DFG-Projekt: Grammatik in der Interaktion (GIDI)

„Grammatik in der Interaktion: Zur Realisierung fragmentarischer und komplexer Konstruktionen im gesprochenen Deutsch“

Projektzeitraum: 2006 bis 2008

____________________________________________________________________________________________________

Das Projekt verfolgt das Ziel, grammatische Strukturen in der „kommunikativen Praxis“ zu analysieren und die Ergebnisse dieser empirischen Untersuchung in die Entwicklung einer Theorie der gesprochenen Sprache einmünden zu lassen. Hierfür soll eine Verknüpfung zwischen dem Konzept der „Konstruktion“ (im Sinne der „Construction Grammar“) und zentralen Aspekten einer an der Mündlichkeit orientierten, interaktional ausgerichteten Sprachbeschreibung (Prozesshaftigkeit, Dialogizität, Gattungs- bzw. Aktivitätsbezug) hergestellt werden. Eine solche Verbindung kann ein Licht darauf werfen, welche grammatischen Gestalten – in Kombination mit prosodischen Mustern und lexiko-semantischen Elementen – sich als sedimentierte Lösungen für welche kommunikativen Aufgaben in welchen Kontexten herausgebildet haben.

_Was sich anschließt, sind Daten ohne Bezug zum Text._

//! 支持的语言列表

/// (语言代码, 显示名称)
pub const SUPPORTED_LANGUAGES: &[(&str, &str)] = &[
    ("en", "English"),
    ("zh-CN", "Chinese (Simplified)"),
    ("zh-TW", "Chinese (Traditional)"),
    ("ja", "Japanese"),
    ("ko", "Korean"),
    ("es", "Spanish"),
    ("fr", "French"),
    ("de", "German"),
    ("it", "Italian"),
    ("pt", "Portuguese"),
    ("ru", "Russian"),
    ("ar", "Arabic"),
    ("hi", "Hindi"),
    ("vi", "Vietnamese"),
    ("th", "Thai"),
    ("id", "Indonesian"),
    ("tr", "Turkish"),
    ("nl", "Dutch"),
    ("pl", "Polish"),
    ("uk", "Ukrainian"),
];

/// 语言代码是否已知（包括 `auto`）
pub fn is_known_language(code: &str) -> bool {
    code == "auto" || SUPPORTED_LANGUAGES.iter().any(|(c, _)| *c == code)
}

/// 把语言代码解析为显示名称
pub fn resolve_language_label(code: &str) -> Option<&'static str> {
    SUPPORTED_LANGUAGES
        .iter()
        .find(|(c, _)| c.eq_ignore_ascii_case(code))
        .map(|(_, label)| *label)
}
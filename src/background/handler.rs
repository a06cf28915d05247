//! 端口协议处理器
//!
//! 每个连接拥有独立的 `requestId -> 取消句柄` 映射，映射只由连接自己的事件循环修改。
//! 翻译任务在 `JoinSet` 中运行，完成后把结果交回事件循环，由事件循环负责移除映射项。
//!
//! ```text
//! Port ──start──▶ handle_connection ──spawn──▶ run_request ──▶ TranslationPipeline
//!      ◀─chunk/complete/error── Outbox ◀───────────┘
//! ```

use std::collections::HashMap;
use std::ops::AddAssign;
use std::sync::atomic::{AtomicBool, Ordering};
use std::sync::Arc;

use tokio::sync::mpsc;
use tokio::task::JoinSet;
use tokio_util::sync::CancellationToken;

use crate::messaging::{
    BackgroundPort, PortRequest, PortResponse, PortSender, SELECTION_TRANSLATION_PORT,
};
use crate::network::StreamChunk;
use crate::translation::config::SettingsStore;
use crate::translation::core::TranslationPipeline;
use crate::translation::prompt::TranslationRequest;

/// 单个连接的处理统计
#[derive(Debug, Clone, Copy, Default, PartialEq, Eq)]
pub struct ConnectionSummary {
    /// 收到的 start 消息数
    pub started: usize,
    pub completed: usize,
    pub failed: usize,
    /// 被 cancel 消息取消的请求数
    pub cancelled: usize,
    /// 被相同 requestId 的新 start 替换的请求数
    pub replaced: usize,
    /// 连接断开时仍在进行的请求数
    pub aborted_on_disconnect: usize,
}

impl AddAssign for ConnectionSummary {
    fn add_assign(&mut self, other: Self) {
        self.started += other.started;
        self.completed += other.completed;
        self.failed += other.failed;
        self.cancelled += other.cancelled;
        self.replaced += other.replaced;
        self.aborted_on_disconnect += other.aborted_on_disconnect;
    }
}

/// `serve` 的运行结果
#[derive(Debug, Clone, Copy, Default, PartialEq, Eq)]
pub struct ServeReport {
    pub connections: usize,
    pub totals: ConnectionSummary,
}

struct ActiveRequest {
    token: CancellationToken,
    generation: u64,
}

#[derive(Debug, Clone, Copy, PartialEq, Eq)]
enum RequestOutcome {
    Completed,
    Failed,
    Cancelled,
}

/// 带关闭标记的发送端，发送失败只记录日志
#[derive(Clone)]
struct Outbox {
    sender: PortSender<PortResponse>,
    closed: Arc<AtomicBool>,
}

impl Outbox {
    fn is_closed(&self) -> bool {
        self.closed.load(Ordering::Acquire)
    }

    fn post(&self, token: &CancellationToken, message: PortResponse) {
        if self.is_closed() || token.is_cancelled() {
            tracing::debug!("请求已结束，丢弃消息: {}", message.request_id());
            return;
        }
        if let Err(e) = self.sender.post_message(message) {
            tracing::debug!("发送端口消息失败: {}", e);
        }
    }
}

/// 后台端口协议处理器
pub struct PortProtocolHandler<P, S: ?Sized> {
    pipeline: Arc<P>,
    settings: Arc<S>,
    shutdown: CancellationToken,
}

impl<P, S> PortProtocolHandler<P, S>
where
    P: TranslationPipeline,
    S: SettingsStore + ?Sized + 'static,
{
    pub fn new(pipeline: Arc<P>, settings: Arc<S>) -> Self {
        Self {
            pipeline,
            settings,
            shutdown: CancellationToken::new(),
        }
    }

    /// 终止后台：所有连接按断开处理
    pub fn shutdown(&self) {
        tracing::info!("后台处理器关闭");
        self.shutdown.cancel();
    }

    pub fn is_shut_down(&self) -> bool {
        self.shutdown.is_cancelled()
    }

    /// 接受新连接，直到运行时被丢弃或处理器关闭
    ///
    /// 名称不匹配的端口会被直接断开。
    pub async fn serve(
        self: Arc<Self>,
        mut incoming: mpsc::UnboundedReceiver<BackgroundPort>,
    ) -> ServeReport {
        let mut report = ServeReport::default();
        let mut connections: JoinSet<ConnectionSummary> = JoinSet::new();

        loop {
            tokio::select! {
                biased;
                _ = self.shutdown.cancelled() => break,
                Some(joined) = connections.join_next(), if !connections.is_empty() => {
                    match joined {
                        Ok(summary) => report.totals += summary,
                        Err(e) => tracing::warn!("连接任务异常退出: {}", e),
                    }
                }
                port = incoming.recv() => match port {
                    Some(port) if port.name() == SELECTION_TRANSLATION_PORT => {
                        report.connections += 1;
                        let handler = Arc::clone(&self);
                        connections.spawn(async move { handler.handle_connection(port).await });
                    }
                    Some(port) => {
                        tracing::debug!("忽略未知端口: {}", port.name());
                        port.disconnect();
                    }
                    None => break,
                },
            }
        }

        while let Some(joined) = connections.join_next().await {
            match joined {
                Ok(summary) => report.totals += summary,
                Err(e) => tracing::warn!("连接任务异常退出: {}", e),
            }
        }

        tracing::info!(
            "后台处理器停止: connections={} completed={} failed={}",
            report.connections,
            report.totals.completed,
            report.totals.failed
        );
        report
    }

    /// 处理单个连接，直到对端断开或处理器关闭
    pub async fn handle_connection(&self, mut port: BackgroundPort) -> ConnectionSummary {
        let outbox = Outbox {
            sender: port.sender(),
            closed: Arc::new(AtomicBool::new(false)),
        };
        let mut active: HashMap<String, ActiveRequest> = HashMap::new();
        let mut tasks: JoinSet<(String, u64, RequestOutcome)> = JoinSet::new();
        let mut summary = ConnectionSummary::default();
        let mut next_generation = 0u64;

        loop {
            tokio::select! {
                biased;
                _ = self.shutdown.cancelled() => break,
                Some(joined) = tasks.join_next(), if !tasks.is_empty() => {
                    let (request_id, generation, outcome) = match joined {
                        Ok(result) => result,
                        Err(e) => {
                            tracing::warn!("翻译任务异常退出: {}", e);
                            continue;
                        }
                    };
                    if active.get(&request_id).is_some_and(|entry| entry.generation == generation) {
                        active.remove(&request_id);
                    }
                    match outcome {
                        RequestOutcome::Completed => summary.completed += 1,
                        RequestOutcome::Failed => summary.failed += 1,
                        RequestOutcome::Cancelled => {}
                    }
                }
                message = port.recv() => match message {
                    Some(PortRequest::Start {
                        request_id,
                        text,
                        target_language,
                        source_language,
                        preserve_placeholders,
                    }) => {
                        if let Some(previous) = active.remove(&request_id) {
                            tracing::debug!("重复的 requestId，取消旧请求: {}", request_id);
                            previous.token.cancel();
                            summary.replaced += 1;
                        }

                        let token = self.shutdown.child_token();
                        let generation = next_generation;
                        next_generation += 1;
                        active.insert(
                            request_id.clone(),
                            ActiveRequest {
                                token: token.clone(),
                                generation,
                            },
                        );
                        summary.started += 1;

                        let request = TranslationRequest {
                            source_language,
                            preserve_placeholders: preserve_placeholders.unwrap_or(false),
                            ..TranslationRequest::new(text, target_language)
                        };
                        let pipeline = Arc::clone(&self.pipeline);
                        let settings = Arc::clone(&self.settings);
                        let outbox = outbox.clone();
                        tasks.spawn(async move {
                            let outcome =
                                run_request(pipeline, settings, &request_id, request, &token, &outbox)
                                    .await;
                            (request_id, generation, outcome)
                        });
                    }
                    Some(PortRequest::Cancel { request_id }) => {
                        if let Some(entry) = active.remove(&request_id) {
                            tracing::debug!("取消请求: {}", request_id);
                            entry.token.cancel();
                            summary.cancelled += 1;
                        }
                    }
                    None => break,
                },
            }
        }

        outbox.closed.store(true, Ordering::Release);
        summary.aborted_on_disconnect += active.len();
        for (_, entry) in active.drain() {
            entry.token.cancel();
        }
        tasks.shutdown().await;
        port.disconnect();

        tracing::debug!("端口连接结束: {:?}", summary);
        summary
    }
}

/// 执行单个翻译请求，并把流式结果转发到端口
async fn run_request<P, S>(
    pipeline: Arc<P>,
    settings: Arc<S>,
    request_id: &str,
    mut request: TranslationRequest,
    token: &CancellationToken,
    outbox: &Outbox,
) -> RequestOutcome
where
    P: TranslationPipeline,
    S: SettingsStore + ?Sized,
{
    // 请求全程使用开始时的设置快照
    let snapshot = settings.load_stored_settings().await;
    request.target_language = snapshot
        .effective_target_language(Some(&request.target_language))
        .to_string();

    let mut aggregated = String::new();
    let mut stream_failed = false;

    let result = {
        let mut on_stream = |chunk: StreamChunk| {
            if token.is_cancelled() || outbox.is_closed() {
                return;
            }

            aggregated.push_str(&chunk.content);
            let failed = chunk.error.is_some();
            outbox.post(
                token,
                PortResponse::Chunk {
                    request_id: request_id.to_string(),
                    content: (!chunk.content.is_empty()).then_some(chunk.content),
                    done: chunk.done.then_some(true),
                    error: chunk.error,
                },
            );

            if failed {
                stream_failed = true;
                token.cancel();
            }
        };
        pipeline
            .translate(&snapshot, &request, token, &mut on_stream)
            .await
    };

    if stream_failed {
        return RequestOutcome::Failed;
    }
    if token.is_cancelled() || outbox.is_closed() {
        return RequestOutcome::Cancelled;
    }

    match result {
        Ok(response) => {
            let content = if response.content.is_empty() {
                aggregated
            } else {
                response.content
            };
            outbox.post(
                token,
                PortResponse::Complete {
                    request_id: request_id.to_string(),
                    content: Some(content),
                },
            );
            RequestOutcome::Completed
        }
        Err(e) if e.is_aborted() => RequestOutcome::Cancelled,
        Err(e) => {
            tracing::debug!("翻译失败 {}: {}", request_id, e);
            outbox.post(
                token,
                PortResponse::Error {
                    request_id: request_id.to_string(),
                    message: e.to_string(),
                },
            );
            RequestOutcome::Failed
        }
    }
}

Auf der Grundlage von Gesprächsdaten aus informellen, institutionellen und medial vermittelten Kontexten gilt es folglich, empirische Analysen zu den formalen und funktionalen Charakteristika von Konstruktionen aus strukturell unterschiedlichen Konstruktionsklassen, die sich sowohl hinsichtlich ihrer syntaktischen Komplexität als auch ihrer Idiomatizität deutlich voneinander unterscheiden, durchzuführen. So sollen zum einen „Fragmentarische Konstruktionen“ am Beispiel von „Incredulity Response“- und „Infinit“-Konstruktionen untersucht werden, d.h. syntaktische Gestalten, die strukturell reduziert sind und die traditionelle Satzgrenze deutlich unterschreiten. Kontrastiv dazu werden „Komplexe Konstruktionen“ am Beispiel von „Clefts“ und „Pseudoclefts“ sowie „Apokoinu“-Konstruktionen, die sich durch eine bi-klausale und teilweise transphrastische Struktur auszeichnen, analysiert. Die Auswahl der Konstruktionstypen ist nicht zufällig, sondern unterliegt den Spezifika des methodologischen Rahmens und des Forschungsziels des Projekts.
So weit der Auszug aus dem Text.